CULLOM: The plan includes tools that lead to additional conservation in the Upper Basin on top of what is inflicted by hydrology in dry years, plus contributions that have been made through the 2019 Drought Response Operating Agreement.

The one criticism that we’ve received is “why didn’t you quantify your system conservation program?” We didn’t know if we would have funding and support from Reclamation and we didn’t know what the appetite of water users would be to take on even more reductions. So we didn’t think it would be appropriate to speculate on what we might achieve as an aspiration; we’re focused on delivering results rather than projecting what might be. 

Two of the Lower Basin states (California & Arizona) have questions, Nevada is supportive and Reclamation has expressed support and provided resources to help us implement the plan.

WW: The five-point plan talked about reviving work on a demand management plan that was supposed to be part of the 2019 Drought Contingency Plan (DCP). Earlier this year, the Colorado Water Conservation Board halted work on such a plan because, it said, Colorado was much further ahead on investigating the concept than the other Upper Basin states (New Mexico, Utah and Wyoming). Is demand management a viable concept for the Upper Basin and what’s been done?

CULLOM: Colorado’s so-called pause on demand management is not that. The interstate work through the commission is continuing and will be completed in the fall and it will provide a report by the end of the year.
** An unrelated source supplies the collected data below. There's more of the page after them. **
//! Background worker for store operations.
//!
//! All store I/O runs on a Zellij worker thread so the plugin's render loop
//! never blocks on the filesystem. The plugin posts requests and receives the
//! replies as custom messages.
//!
//! - `messages`: Request/response protocol types with trace context propagation
//! - `handler`: Worker implementation and message processing logic

pub mod handler;
pub mod messages;

pub use handler::StoreWorker;
pub use messages::{StoreOperation, TraceContext, WorkerMessage, WorkerResponse};
//! Event handling and state transition logic.
//!
//! The plugin runtime translates keys, visibility changes and worker replies
//! into [`Event`]s. [`handle_event`] applies each one to the
//! [`EventListPresenter`] and returns whether a redraw is needed along with the
//! actions to execute.
//!
//! # Event Types
//!
//! - **Lifecycle**: `Shown`, `Hidden`, `LoadSignalsPending`
//! - **Navigation**: `KeyDown`, `KeyUp`, `OpenSelected`, `EditSelected`
//! - **Editing**: `DeleteSelected`, `Reload`, `Import`, `StoreChanged`
//! - **Search**: `SearchMode`, `ExitSearch`, `Char`, `Backspace`
//! - **Worker**: `WorkerResponse` with typed reply variants
//!
//! # Example
//!
//! ```rust
//! use chrono::Utc;
//! use eventdeck::app::notifier::LoadNotifier;
//! use eventdeck::app::{handle_event, Event, EventListPresenter};
//! use eventdeck::{DateRange, Theme};
//!
//! let mut presenter = EventListPresenter::new(
//!     DateRange::upcoming(Utc::now(), 30),
//!     LoadNotifier::new(),
//!     Theme::default(),
//! );
//! let (should_render, actions) = handle_event(&mut presenter, &Event::Shown)?;
//! assert!(should_render);
//! assert_eq!(actions.len(), 1);
//! # Ok::<(), eventdeck::EventDeckError>(())
//! ```

use super::modes::{NavigationMode, SearchMode};
use crate::app::{Action, EventListPresenter};
use crate::domain::error::Result;
use crate::worker::{StoreOperation, WorkerResponse};

/// Events triggered by user input, visibility changes, or worker responses.
#[derive(Debug, Clone, PartialEq, Eq)]
pub enum Event {
    /// The list became visible. Subscribes to load signals and fetches.
    Shown,
    /// The list was hidden. Drops the load subscription.
    Hidden,
    /// Moves selection cursor down by one position (wraps to top).
    KeyDown,
    /// Moves selection cursor up by one position (wraps to bottom).
    KeyUp,
    /// Closes the floating pane and hides the plugin UI.
    CloseFocus,
    /// Opens the highlighted event read-only.
    OpenSelected,
    /// Opens the highlighted event for editing.
    EditSelected,
    /// Deletes the highlighted event.
    DeleteSelected,
    /// Refetches the date range.
    Reload,
    /// Imports the configured JSON file into the store.
    Import,
    /// The store file at `path` changed on disk.
    StoreChanged {
        path: String,
    },
    /// Opens a search session with an empty term.
    SearchMode,
    /// Closes the search session and clears the term.
    ExitSearch,
    /// Appends a character to the search term.
    Char(char),
    /// Removes the last character from the search term.
    Backspace,
    /// Load signals were published; drain and apply them.
    LoadSignalsPending,
    /// Wraps a response from the background worker.
    WorkerResponse(WorkerResponse),
}

/// Processes an event, mutates the presenter, and returns actions to execute.
///
/// The boolean is `true` when the view needs to be redrawn.
///
/// # Errors
///
/// Returns [`EventDeckError::InvalidIndex`](crate::EventDeckError::InvalidIndex)
/// if a row operation addresses a row that no longer exists.
pub fn handle_event(presenter: &mut EventListPresenter, event: &Event) -> Result<(bool, Vec<Action>)> {
    let _span = tracing::debug_span!("handle_event", event_type = ?event).entered();

    match event {
        Event::Shown => Ok((true, presenter.on_become_visible())),
        Event::Hidden => {
            presenter.on_hidden();
            Ok((false, vec![]))
        }
        Event::KeyDown => {
            presenter.cursor_down();
            Ok((true, vec![]))
        }
        Event::KeyUp => {
            presenter.cursor_up();
            Ok((true, vec![]))
        }
        Event::CloseFocus => Ok((false, vec![Action::CloseFocus])),
        Event::OpenSelected => select(presenter, NavigationMode::View),
        Event::EditSelected => select(presenter, NavigationMode::Edit),
        Event::DeleteSelected => {
            if presenter.row_count() == 0 {
                tracing::debug!("no event selected to delete");
                return Ok((false, vec![]));
            }
            let actions = presenter.delete_row(presenter.selected_index())?;
            Ok((true, actions))
        }
        Event::Reload => Ok((false, vec![presenter.reload()])),
        Event::Import => {
            let actions = presenter.begin_import();
            if actions.is_empty() {
                return Ok((false, vec![]));
            }
            Ok((true, with_load_signals(presenter, actions)))
        }
        Event::StoreChanged { path } => {
            let actions = presenter.on_store_changed(path);
            Ok((true, with_load_signals(presenter, actions)))
        }
        Event::SearchMode => {
            tracing::debug!("entering search mode");
            Ok((true, presenter.begin_search()))
        }
        Event::ExitSearch => {
            tracing::debug!(term = %presenter.search_term(), "exiting search mode");
            Ok((true, presenter.end_search()))
        }
        Event::Char(c) => {
            if presenter.search_mode() != SearchMode::Active {
                return Ok((false, vec![]));
            }
            let mut term = presenter.search_term().to_string();
            term.push(*c);
            Ok((true, presenter.on_search_text_changed(&term)))
        }
        Event::Backspace => {
            if presenter.search_mode() != SearchMode::Active {
                return Ok((false, vec![]));
            }
            let mut term = presenter.search_term().to_string();
            term.pop();
            Ok((true, presenter.on_search_text_changed(&term)))
        }
        Event::LoadSignalsPending => Ok((true, presenter.pump_load_signals())),
        Event::WorkerResponse(response) => match response {
            WorkerResponse::StoreOpened { path } => {
                tracing::debug!(store_path = %path, "store opened");
                presenter.finish_store_open();
                Ok((true, presenter.pump_load_signals()))
            }
            WorkerResponse::EventsFetched { events } => {
                if events.as_slice() == presenter.events() && presenter.store_error().is_none() {
                    tracing::debug!("events unchanged, skipping render");
                    Ok((false, vec![]))
                } else {
                    Ok((true, presenter.apply_fetched(events.clone())))
                }
            }
            WorkerResponse::EventFetched { event, mode } => {
                Ok((false, presenter.apply_fetched_event(event.clone(), *mode)))
            }
            WorkerResponse::EventNotFound { event_id } => {
                tracing::debug!(event_id = %event_id, "selected event vanished from store");
                Ok((true, presenter.apply_missing_event(event_id)))
            }
            WorkerResponse::EventDeleted { event_id, removed } => {
                tracing::debug!(event_id = %event_id, removed = removed, "event delete confirmed");
                Ok((false, vec![]))
            }
            WorkerResponse::EventsImported { count } => {
                tracing::debug!(count = count, "events imported");
                presenter.finish_import();
                Ok((true, presenter.pump_load_signals()))
            }
            WorkerResponse::Error { operation, message } => {
                let actions = presenter.apply_store_failure(*operation, message);
                match operation {
                    StoreOperation::Import => presenter.finish_import(),
                    StoreOperation::Open => presenter.finish_store_open(),
                    StoreOperation::FetchRange | StoreOperation::FetchById | StoreOperation::Delete => {}
                }
                Ok((true, with_load_signals(presenter, actions)))
            }
        },
    }
}

/// Appends whatever the queued load signals ask for.
fn with_load_signals(presenter: &mut EventListPresenter, mut actions: Vec<Action>) -> Vec<Action> {
    actions.extend(presenter.pump_load_signals());
    actions
}

fn select(presenter: &mut EventListPresenter, mode: NavigationMode) -> Result<(bool, Vec<Action>)> {
    if presenter.row_count() == 0 {
        tracing::debug!("no event selected");
        if presenter.search_mode() == SearchMode::Active {
            return Ok((true, presenter.end_search()));
        }
        return Ok((false, vec![]));
    }

    let actions = presenter.select_row(presenter.selected_index(), mode)?;
    Ok((true, actions))
}
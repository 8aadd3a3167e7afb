//! Free-text filtering of the event list.
//!
//! A term matches an event when the lowercased term is a substring of the
//! lowercased title, venue or city. Country and date are not searched. Matching
//! keeps the input order; there is no ranking.

use crate::domain::Event;

/// Returns `true` if `needle` (already lowercased) occurs in the title, venue or city.
#[must_use]
pub fn matches(event: &Event, needle: &str) -> bool {
    [&event.title, &event.venue, &event.city]
        .into_iter()
        .any(|field| field.to_lowercase().contains(needle))
}

/// Filters `events` down to those matching `term`, case-insensitively.
///
/// An empty term returns every event; callers treat that as "no search".
///
/// # Examples
///
/// ```
/// use chrono::Utc;
/// use eventdeck::app::filter::filter_events;
/// use eventdeck::Event;
///
/// let events = vec![
///     Event::new("1", "Jazz Night", "Blue Note", "NYC", "USA", Utc::now()),
///     Event::new("2", "Rock Fest", "Arena", "LA", "USA", Utc::now()),
/// ];
/// let hits = filter_events(&events, "BLUE");
/// assert_eq!(hits.len(), 1);
/// assert_eq!(hits[0].title, "Jazz Night");
/// ```
#[must_use]
pub fn filter_events(events: &[Event], term: &str) -> Vec<Event> {
    let needle = term.to_lowercase();
    events
        .iter()
        .filter(|event| matches(event, &needle))
        .cloned()
        .collect()
}

/// Byte ranges of every case-insensitive occurrence of `term` in `text`.
///
/// Used by the view model to highlight matches in a row title. Returns nothing
/// when lowercasing changes the byte length of `text`, since the offsets would
/// no longer line up.
#[must_use]
pub fn match_ranges(text: &str, term: &str) -> Vec<(usize, usize)> {
    if term.is_empty() {
        return vec![];
    }

    let haystack = text.to_lowercase();
    let needle = term.to_lowercase();
    if haystack.len() != text.len() {
        return vec![];
    }

    haystack
        .match_indices(&needle)
        .map(|(start, found)| (start, start + found.len()))
        .collect()
}

#[cfg(test)]
mod tests {
    use super::*;
    use chrono::Utc;

    fn sample() -> Vec<Event> {
        vec![
            Event::new("1", "Jazz Night", "Blue Note", "NYC", "USA", Utc::now()),
            Event::new("2", "Rock Fest", "Arena", "LA", "USA", Utc::now()),
            Event::new("3", "Blues Brunch", "Cafe", "Chicago", "USA", Utc::now()),
        ]
    }

    fn ids(events: &[Event]) -> Vec<&str> {
        events.iter().map(|e| e.event_id.as_str()).collect()
    }

    #[test]
    fn matches_title_venue_or_city() {
        let events = sample();
        assert_eq!(ids(&filter_events(&events, "fest")), ["2"]);
        assert_eq!(ids(&filter_events(&events, "note")), ["1"]);
        assert_eq!(ids(&filter_events(&events, "chicago")), ["3"]);
    }

    #[test]
    fn keeps_relative_order_of_matches() {
        let events = sample();
        assert_eq!(ids(&filter_events(&events, "blue")), ["1", "3"]);
    }

    #[test]
    fn country_is_not_searched() {
        assert!(filter_events(&sample(), "usa").is_empty());
    }

    #[test]
    fn empty_term_keeps_everything() {
        assert_eq!(filter_events(&sample(), "").len(), 3);
    }

    #[test]
    fn match_ranges_finds_every_occurrence() {
        assert_eq!(match_ranges("Blue Blues", "BLUE"), vec![(0, 4), (5, 9)]);
        assert!(match_ranges("Blue", "").is_empty());
    }
}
I think Colorado was indicating that they had enough information and didn’t need any additional consultants or studies as they complete their own homework.

WW: How can Congress and the federal government help in facilitating a plan to keep the river system from crashing?
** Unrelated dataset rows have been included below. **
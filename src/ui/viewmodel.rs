//! View model types representing renderable UI state.
//!
//! View models are computed by
//! [`EventListPresenter::compute_viewmodel`](crate::app::EventListPresenter::compute_viewmodel)
//! and consumed by the renderer. They hold display-ready data only.

/// Complete UI view model for the event list.
#[derive(Debug, Clone, PartialEq, Eq)]
pub struct UIViewModel {
    /// Rows in the visible window of the effective list.
    pub display_items: Vec<DisplayItem>,

    /// Index of the selected row within `display_items`.
    pub selected_index: usize,

    pub header: HeaderInfo,

    pub footer: FooterInfo,

    /// Set when the effective list is empty.
    pub empty_state: Option<EmptyState>,

    /// Set while a search session is open.
    pub search_bar: Option<SearchBarInfo>,

    /// Last store failure, if any.
    pub error: Option<String>,
}

/// One event row.
#[derive(Debug, Clone, PartialEq, Eq)]
pub struct DisplayItem {
    /// Thumbnail glyph from the image resolver.
    pub image: char,

    /// Date in `dd-MM yyyy` form.
    pub date: String,

    pub title: String,

    /// `venue - city - country`.
    pub location: String,

    pub is_selected: bool,

    /// Byte ranges of `title` matching the search term.
    pub highlight_ranges: Vec<(usize, usize)>,
}

#[derive(Debug, Clone, PartialEq, Eq)]
pub struct HeaderInfo {
    pub title: String,

    /// Whether a load is in progress.
    pub busy: bool,
}

#[derive(Debug, Clone, PartialEq, Eq)]
pub struct FooterInfo {
    /// Keybinding help text.
    pub keybindings: String,
}

/// Message shown in place of the table when there are no rows.
#[derive(Debug, Clone, PartialEq, Eq)]
pub struct EmptyState {
    pub message: String,
    pub subtitle: String,
}

#[derive(Debug, Clone, PartialEq, Eq)]
pub struct SearchBarInfo {
    pub query: String,
}

/// The detail surface opened by navigation.
#[derive(Debug, Clone, PartialEq, Eq)]
pub struct DetailViewModel {
    /// `Event` or `Edit event`.
    pub heading: String,

    /// Label/value pairs in display order.
    pub fields: Vec<(String, String)>,

    pub footer: FooterInfo,
}
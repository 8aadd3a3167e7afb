//! Load-state notifications between the store side and the presenter.
//!
//! A [`LoadNotifier`] is an explicit publish/subscribe channel owned by whoever
//! wires the plugin together. The presenter holds a [`Subscription`] while it is
//! visible; dropping the subscription unsubscribes it, so there is no global
//! observer registry to clean up.
//!
//! # Example
//!
//! ```rust
//! use eventdeck::app::notifier::{LoadNotifier, LoadSignal};
//!
//! let notifier = LoadNotifier::new();
//! let subscription = notifier.subscribe();
//!
//! notifier.publish(LoadSignal::Started);
//! notifier.publish(LoadSignal::Finished);
//! assert_eq!(subscription.drain(), vec![LoadSignal::Started, LoadSignal::Finished]);
//!
//! drop(subscription);
//! assert_eq!(notifier.subscriber_count(), 0);
//! ```

use std::collections::BTreeMap;
use std::sync::mpsc::{self, Receiver, Sender};
use std::sync::{Arc, Mutex, Weak};

/// Payload-free load signals.
#[derive(Debug, Clone, Copy, PartialEq, Eq)]
pub enum LoadSignal {
    /// A load has started; show the busy indicator.
    Started,
    /// A load has finished and the store data may have changed.
    Finished,
}

type Registry = Mutex<BTreeMap<u64, Sender<LoadSignal>>>;

#[derive(Debug, Default)]
struct Shared {
    next_id: Mutex<u64>,
    subscribers: Registry,
}

/// Publish/subscribe channel for [`LoadSignal`]s.
///
/// Cloning a notifier shares its subscriber registry.
#[derive(Debug, Clone, Default)]
pub struct LoadNotifier {
    shared: Arc<Shared>,
}

impl LoadNotifier {
    /// Creates a notifier with no subscribers.
    #[must_use]
    pub fn new() -> Self {
        Self::default()
    }

    /// Registers a new subscriber. Signals published afterwards are queued on it.
    #[must_use]
    pub fn subscribe(&self) -> Subscription {
        let (sender, receiver) = mpsc::channel();

        let id = {
            let mut next = lock(&self.shared.next_id);
            let id = *next;
            *next += 1;
            id
        };
        lock(&self.shared.subscribers).insert(id, sender);

        tracing::debug!(subscription_id = id, "load notifier subscription added");

        Subscription {
            id,
            receiver,
            shared: Arc::downgrade(&self.shared),
        }
    }

    /// Delivers `signal` to every live subscriber.
    ///
    /// Subscribers whose receiving side is gone are pruned.
    pub fn publish(&self, signal: LoadSignal) {
        let mut subscribers = lock(&self.shared.subscribers);
        subscribers.retain(|_, sender| sender.send(signal).is_ok());

        tracing::debug!(signal = ?signal, subscribers = subscribers.len(), "load signal published");
    }

    /// Number of registered subscribers.
    #[must_use]
    pub fn subscriber_count(&self) -> usize {
        lock(&self.shared.subscribers).len()
    }
}

/// A live registration with a [`LoadNotifier`].
///
/// Unsubscribes on drop.
#[derive(Debug)]
pub struct Subscription {
    id: u64,
    receiver: Receiver<LoadSignal>,
    shared: Weak<Shared>,
}

impl Subscription {
    /// Takes every signal queued since the last drain, in publish order.
    #[must_use]
    pub fn drain(&self) -> Vec<LoadSignal> {
        self.receiver.try_iter().collect()
    }
}

impl Drop for Subscription {
    fn drop(&mut self) {
        if let Some(shared) = self.shared.upgrade() {
            lock(&shared.subscribers).remove(&self.id);
            tracing::debug!(subscription_id = self.id, "load notifier subscription removed");
        }
    }
}

/// Locks a mutex, recovering the data if a previous holder panicked.
fn lock<T>(mutex: &Mutex<T>) -> std::sync::MutexGuard<'_, T> {
    mutex.lock().unwrap_or_else(std::sync::PoisonError::into_inner)
}
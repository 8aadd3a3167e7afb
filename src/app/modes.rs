//! Mode and state enums driving the event list.
//!
//! - [`SearchMode`] decides which list is the effective list.
//! - [`DisplayState`] drives the busy indicator only.
//! - [`NavigationMode`] is the flag handed to the detail surface.

use serde::{Deserialize, Serialize};

/// Whether a search session is open.
///
/// While `Active` with a non-empty term, row count and row content come from
/// the filtered list; otherwise from the authoritative list.
#[derive(Debug, Clone, Copy, PartialEq, Eq, Default)]
pub enum SearchMode {
    #[default]
    Inactive,
    Active,
}

/// Cosmetic loading indicator state.
///
/// Toggled by load notifications. Never blocks input and says nothing about
/// whether the list data is current.
#[derive(Debug, Clone, Copy, PartialEq, Eq, Default)]
pub enum DisplayState {
    #[default]
    Idle,
    Loading,
}

/// How the detail surface should present a selected event.
#[derive(Debug, Clone, Copy, PartialEq, Eq, Serialize, Deserialize)]
pub enum NavigationMode {
    /// Read-only detail view.
    View,
    /// Detail view opened for editing.
    Edit,
}

impl NavigationMode {
    /// Title of the detail surface for this mode.
    #[must_use]
    pub const fn title(self) -> &'static str {
        match self {
            Self::View => "Event",
            Self::Edit => "Edit event",
        }
    }
}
CULLOM: Congress has been very helpful. They passed the DCP and they passed the Inflation Reduction Act funding. We’re appreciative and trying to put that funding to very good use.

For the long-term perspective, Commissioner Touton identified tools that she is going to explore and develop and potentially implement in the Lower Basin, including appropriate accounting for evaporation and [transmission] losses. There’s about 1.2 million acre-feet of water that is unaccounted for in the Lower Basin that contributes to the imbalance between supply and demand. And the impact of that imbalance is higher releases from Glen Canyon Dam at a time when Glen Canyon Dam is in jeopardy. We support her efforts to try and bring the Lower Basin system into balance just like the way the Upper Basin accounts for evaporation and transmission losses. We think the secretary has significant authority to do that.
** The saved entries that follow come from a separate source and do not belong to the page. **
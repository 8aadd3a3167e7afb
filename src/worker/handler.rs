//! Worker thread implementation for store operations.
//!
//! Every store call runs here, off the plugin's render loop. Requests arrive as
//! [`WorkerMessage`]s and each produces exactly one [`WorkerResponse`]. Parent
//! trace contexts carried by the messages are attached so worker spans nest
//! under the plugin span that issued the request.

use crate::app::modes::NavigationMode;
use crate::domain::error::{EventDeckError, Result};
use crate::domain::{DateRange, Event};
use crate::infrastructure::paths;
use crate::storage::models::EventRecord;
use crate::storage::{EventStore, JsonEventStore};
use crate::worker::{StoreOperation, WorkerMessage, WorkerResponse};
use serde::{Deserialize, Serialize};
use std::path::{Path, PathBuf};
use zellij_tile::prelude::{PluginMessage, ZellijWorker};
use zellij_tile::shim::post_message_to_plugin;

/// Worker state for handling store operations.
///
/// Runs on a separate thread spawned by Zellij. The store is opened lazily on
/// the first message, at the default location unless an `OpenStore` message
/// names another file.
#[derive(Serialize, Deserialize, Default)]
pub struct StoreWorker {
    #[serde(skip)]
    store: Option<Box<dyn EventStore>>,
}

impl StoreWorker {
    /// Creates a worker backed by the JSON store at `path`.
    ///
    /// # Errors
    ///
    /// Returns an error if the store file exists but cannot be read or parsed.
    pub fn new(path: PathBuf) -> Result<Self> {
        let store: Box<dyn EventStore> = Box::new(JsonEventStore::new(path)?);
        Ok(Self::with_store(store))
    }

    /// Creates a worker around an already opened store.
    #[must_use]
    pub fn with_store(store: Box<dyn EventStore>) -> Self {
        Self { store: Some(store) }
    }

    fn store(&mut self) -> Result<&mut Box<dyn EventStore>> {
        self.store
            .as_mut()
            .ok_or_else(|| EventDeckError::Worker("store not initialized".to_string()))
    }

    /// Turns a store result into a response, logging the outcome.
    fn respond<T, F>(operation: StoreOperation, result: Result<T>, on_success: F) -> WorkerResponse
    where
        F: FnOnce(T) -> WorkerResponse,
    {
        match result {
            Ok(value) => {
                tracing::debug!(operation = %operation, "store operation successful");
                on_success(value)
            }
            Err(e) => {
                tracing::warn!(operation = %operation, error = %e, "store operation failed");
                WorkerResponse::Error {
                    operation,
                    message: e.to_string(),
                }
            }
        }
    }

    fn handle_open_store(&mut self, path: String) -> WorkerResponse {
        Self::respond(
            StoreOperation::Open,
            JsonEventStore::new(PathBuf::from(&path)),
            |store| {
                // Dropping the previous store flushes any pending writes.
                self.store = Some(Box::new(store));
                tracing::debug!(store_path = %path, "store opened");
                WorkerResponse::StoreOpened { path }
            },
        )
    }

    fn handle_fetch_range(&mut self, range: &DateRange) -> WorkerResponse {
        Self::respond(
            StoreOperation::FetchRange,
            self.store().and_then(|store| store.fetch_events_in_range(range)),
            |records| {
                tracing::debug!(event_count = records.len(), "events fetched for range");
                WorkerResponse::EventsFetched {
                    events: records.into_iter().map(Event::from).collect(),
                }
            },
        )
    }

    fn handle_fetch_by_id(&mut self, event_id: String, mode: NavigationMode) -> WorkerResponse {
        Self::respond(
            StoreOperation::FetchById,
            self.store().and_then(|store| store.fetch_by_id(&event_id)),
            |record| match record {
                Some(record) => WorkerResponse::EventFetched {
                    event: record.into(),
                    mode,
                },
                None => WorkerResponse::EventNotFound { event_id },
            },
        )
    }

    fn handle_delete(&mut self, event_id: String) -> WorkerResponse {
        Self::respond(
            StoreOperation::Delete,
            self.store().and_then(|store| store.delete(&event_id)),
            |removed| WorkerResponse::EventDeleted { event_id, removed },
        )
    }

    fn handle_import(&mut self, path: &str) -> WorkerResponse {
        let result = read_import_file(Path::new(path)).and_then(|records| {
            let store = self.store()?;
            store.upsert_batch(&records)
        });

        Self::respond(StoreOperation::Import, result, |count| {
            tracing::debug!(import_path = %path, count, "events imported");
            WorkerResponse::EventsImported { count }
        })
    }

    /// Attaches the parent trace context from a message to the current thread.
    ///
    /// Returns a context guard that must be held for the duration of the operation.
    fn attach_parent_trace_context(message: &WorkerMessage) -> Option<opentelemetry::ContextGuard> {
        use opentelemetry::trace::{SpanContext, SpanId, TraceContextExt, TraceFlags, TraceId, TraceState};

        let trace_context = message.trace_context()?;

        let trace_id = TraceId::from_hex(&trace_context.trace_id).ok()?;
        let span_id = SpanId::from_hex(&trace_context.parent_span_id).ok()?;

        let span_context = SpanContext::new(
            trace_id,
            span_id,
            TraceFlags::SAMPLED,
            true,
            TraceState::default(),
        );

        let otel_context = opentelemetry::Context::current().with_remote_span_context(span_context);

        Some(otel_context.attach())
    }

    /// Processes a worker message and returns the response for it.
    pub fn handle_message(&mut self, message: WorkerMessage) -> WorkerResponse {
        let _context_guard = Self::attach_parent_trace_context(&message);

        let span = tracing::debug_span!("worker_handle_message", operation = %message.operation());
        let _guard = span.entered();

        match message {
            WorkerMessage::OpenStore { path, .. } => self.handle_open_store(path),
            WorkerMessage::FetchEventsInRange { range, .. } => self.handle_fetch_range(&range),
            WorkerMessage::FetchEventById { event_id, mode, .. } => {
                self.handle_fetch_by_id(event_id, mode)
            }
            WorkerMessage::DeleteEvent { event_id, .. } => self.handle_delete(event_id),
            WorkerMessage::ImportEvents { path, .. } => self.handle_import(&path),
        }
    }
}

/// Reads a JSON array of events and turns it into store records.
fn read_import_file(path: &Path) -> Result<Vec<EventRecord>> {
    let content = std::fs::read_to_string(path)?;
    let events: Vec<Event> = serde_json::from_str(&content)
        .map_err(|e| EventDeckError::Store(format!("invalid import file {}: {e}", path.display())))?;

    Ok(events.iter().map(EventRecord::from_event).collect())
}

/// Sets up the same tracing configuration as the plugin thread, so worker logs
/// land in the same file.
fn init_worker_tracing() {
    use crate::observability;
    use crate::Config;

    let config = Config::default();
    observability::init_tracing(&config);
}

static WORKER_TRACING_INITIALIZED: std::sync::atomic::AtomicBool =
    std::sync::atomic::AtomicBool::new(false);

impl ZellijWorker<'_> for StoreWorker {
    /// Handles a message from the plugin thread and posts the response back
    /// under the same message name.
    fn on_message(&mut self, message: String, payload: String) {
        if !WORKER_TRACING_INITIALIZED.load(std::sync::atomic::Ordering::Relaxed) {
            init_worker_tracing();
            WORKER_TRACING_INITIALIZED.store(true, std::sync::atomic::Ordering::Relaxed);
        }

        let worker_message: WorkerMessage = match serde_json::from_str(&payload) {
            Ok(msg) => msg,
            Err(e) => {
                tracing::debug!(error = %e, "failed to deserialize worker message");
                return;
            }
        };

        let needs_default_store = self.store.is_none()
            && !matches!(worker_message, WorkerMessage::OpenStore { .. });
        let response = if needs_default_store {
            match Self::new(paths::default_store_path()) {
                Ok(worker) => {
                    self.store = worker.store;
                    self.handle_message(worker_message)
                }
                Err(e) => {
                    tracing::debug!(error = %e, "failed to initialize store");
                    WorkerResponse::Error {
                        operation: worker_message.operation(),
                        message: format!("failed to open store: {e}"),
                    }
                }
            }
        } else {
            self.handle_message(worker_message)
        };

        match serde_json::to_string(&response) {
            Ok(payload) => {
                post_message_to_plugin(PluginMessage {
                    name: message,
                    payload,
                    worker_name: None,
                });
            }
            Err(e) => {
                tracing::debug!(error = %e, "failed to serialize worker response");
            }
        }
    }
}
WW: With aridification shrinking the river supply and the disparity in use between the two basins, do you think re-apportioning the river is a serious possibility in the future?

CULLOM: I don’t think it’s warranted or helpful.

WW: In the short term or it’s just a concept that’s just absolutely not in play?

CULLOM: Well, folks can want to talk about it but trying to reconfigure [river apportionments] right now seems like you would create more uncertainty than you’re trying to resolve. In addition, there are the folks who would be most at risk from that conversation in underserved communities and tribes. There are significant tribal water rights that are confirmed but undeveloped.

I think there is significant room for flexibility to adapt to the ongoing drought and for aridification, climate change or whatever you want to call a hotter, drier future. And we need to work within the within the regulatory framework we have because otherwise it becomes a discussion about brute political force rather than what the system needs collectively.

WW: Looking ahead to the renegotiation of the 2007 Interim Guidelines, what are some of the main priorities for the Upper Basin?

CULLOM: We absolutely need a new set of rules. Extending rules that are under stress is not, I don’t believe, a viable option. A significant goal for the next set of rules is to bring the Colorado River uses into balance. By uses I mean including evaporation and losses. We need to bring the system depletions into balance with the available supply every year and rebuild the resiliency in the system by replacing the depleted storage. I think that’s the framework that the Upper Basin is seeking to explore.